Geologists and scientist have managed to identify the causes of the ice ages by observing
the geological processes of the earth and connecting them all together. From the early 1800’s
with Louis Agassiz and James Croll in the latter part that century to Milutin Milankovitch in the
1940’s, scientists have built on one another’s theory about the causes of the ice ages and their
evidence to support it. As technology increased they discovered more about the way the earth’s
processes worked and linked them all together to better understand the causes of the ice ages.
Recently technology has allowed scientists to measure the amount of carbon dioxide in the
atmosphere on a regular basis.

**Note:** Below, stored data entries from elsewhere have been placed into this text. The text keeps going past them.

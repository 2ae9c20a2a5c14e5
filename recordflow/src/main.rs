//! recordflow - fills missing fields of table rows from staged model completions.

use anyhow::{Context, Result};
use clap::{Parser, Subcommand};
use recordflow::auth::CredentialBroker;
use recordflow::cancellation::CancellationToken;
use recordflow::chain::EnrichmentStageChain;
use recordflow::completion::openai::OpenAiTransport;
use recordflow::completion::CompletionClient;
use recordflow::config::{AppConfig, API_KEY_ENV};
use recordflow::events::LoggingEventSink;
use recordflow::observability::{init_tracing, LogFormat};
use recordflow::reconciler::Reconciler;
use recordflow::stages::presets::{
    builtin_prompts, demo_analysis_stages, demo_completeness_policy, STAGE_NAMES,
};
use recordflow::store::feishu::FeishuClient;
use std::path::PathBuf;
use std::sync::Arc;
use tracing::{info, warn};

#[derive(Debug, Parser)]
#[command(name = "recordflow", version, about)]
struct Cli {
    /// Emit log lines as JSON.
    #[arg(long, global = true)]
    json_logs: bool,

    #[command(subcommand)]
    command: Command,
}

#[derive(Debug, Subcommand)]
enum Command {
    /// Run one reconciliation pass.
    Run(RunArgs),
}

#[derive(Debug, clap::Args)]
struct RunArgs {
    /// Process at most this many incomplete records (0 means no limit).
    limit: Option<usize>,

    /// Treat every record as incomplete.
    #[arg(long)]
    all: bool,

    /// Only fill fields that are missing, skipping stages with nothing to do.
    #[arg(long)]
    missing_only: bool,

    /// Records enriched concurrently.
    #[arg(long)]
    workers: Option<usize>,

    /// Directory holding the config files.
    #[arg(long, default_value = ".", env = "RECORDFLOW_CONFIG_DIR")]
    config_dir: PathBuf,

    /// Directory of `<stage>.md` prompt files overriding the built-in ones.
    #[arg(long)]
    prompts: Option<PathBuf>,

    /// Also write the report as JSON to this path.
    #[arg(long)]
    report_json: Option<PathBuf>,
}

#[tokio::main]
async fn main() -> Result<()> {
    let cli = Cli::parse();
    let format = if cli.json_logs { LogFormat::Json } else { LogFormat::Pretty };
    init_tracing(format).context("failed to install tracing subscriber")?;

    match cli.command {
        Command::Run(args) => run(args).await,
    }
}

async fn run(args: RunArgs) -> Result<()> {
    info!(version = env!("CARGO_PKG_VERSION"), "Starting recordflow");

    let mut config = AppConfig::load(&args.config_dir)
        .with_context(|| format!("failed to load configuration from {}", args.config_dir.display()))?;
    if args.all {
        config.pass.force_all = true;
    }
    if args.missing_only {
        config.pass.missing_only = true;
    }
    if let Some(workers) = args.workers {
        config.pass.workers = workers.max(1);
    }
    let limit = args.limit.filter(|n| *n > 0);

    let store = Arc::new(FeishuClient::new(config.store.base_url.clone())?);
    let broker = Arc::new(CredentialBroker::new(store.clone(), config.store.broker_settings()));

    let api_key = config
        .completion
        .api_key
        .clone()
        .with_context(|| format!("no completion API key; set {API_KEY_ENV} or api_key in the config"))?;
    let transport = OpenAiTransport::new(
        &config.completion.base_url,
        &config.completion.endpoint,
        api_key,
        config.completion.timeout(),
    )?;
    let mut client = CompletionClient::new(Arc::new(transport), config.completion.model_id.clone())
        .with_retry(config.completion.retry.clone())
        .with_timeout(config.completion.timeout())
        .with_sampling(config.completion.sampling);
    if let Some(ref system) = config.completion.system_prompt {
        client = client.with_system_prompt(system.clone());
    }

    let mut prompts = builtin_prompts();
    if let Some(dir) = args.prompts.or(config.prompts_dir.clone()) {
        prompts = prompts
            .load_dir(&dir, &STAGE_NAMES)
            .with_context(|| format!("failed to read prompts from {}", dir.display()))?;
    }
    let chain = EnrichmentStageChain::new(demo_analysis_stages(&prompts), Arc::new(client));

    let cancel = Arc::new(CancellationToken::new());
    let reconciler = Reconciler::new(
        store,
        broker,
        config.store.reader_config(),
        config.store.table(),
        chain,
        demo_completeness_policy(),
    )
    .with_config(config.pass.clone())
    .with_event_sink(Arc::new(LoggingEventSink::debug()))
    .with_cancellation(cancel.clone());

    let signal_token = cancel.clone();
    tokio::spawn(async move {
        if tokio::signal::ctrl_c().await.is_ok() {
            warn!("Interrupt received; finishing in-flight writes");
            signal_token.cancel("interrupted");
        }
    });

    let report = reconciler.run_pass(limit).await.context("pass failed")?;
    println!("{}", report.summary());

    if let Some(path) = args.report_json {
        let json = serde_json::to_string_pretty(&report)?;
        std::fs::write(&path, json)
            .with_context(|| format!("failed to write report to {}", path.display()))?;
        info!(path = %path.display(), "Report written");
    }

    Ok(())
}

The results have shown an increase in the amount of carbon
dioxide in the atmosphere and this has caused great alarm within the general public about global
warming. But one must take into consideration that the earth is coming out of an ice age and
moving into a warmer period, therefore the amount of carbon dioxide will increase slowly.
Unfortunately man made pollution and the increase in technology, releases more amounts of
carbon dioxide than is natural and therefore is speeding up the warming of the earth. This can be
a can be a cause for concern.
References
George Ochoa, Jennifer Hoffman, Tina Tin. Climate, the force that shapes our world and the future of life
on earth. n.d. Pgs 30-31
Macdougall, J. Frozen Earth. Berkeley University of California, 2004. Pgs 49,58,77,78,83,85,87,
Wikipedia- http://en.wikipedia.org/wiki/Interglacial.
Marshak, Stephen. Portraits of a Planet. Glossary and terms. Pg 714-718
*please not that this is incomplete and will be added in to the text in the next draft.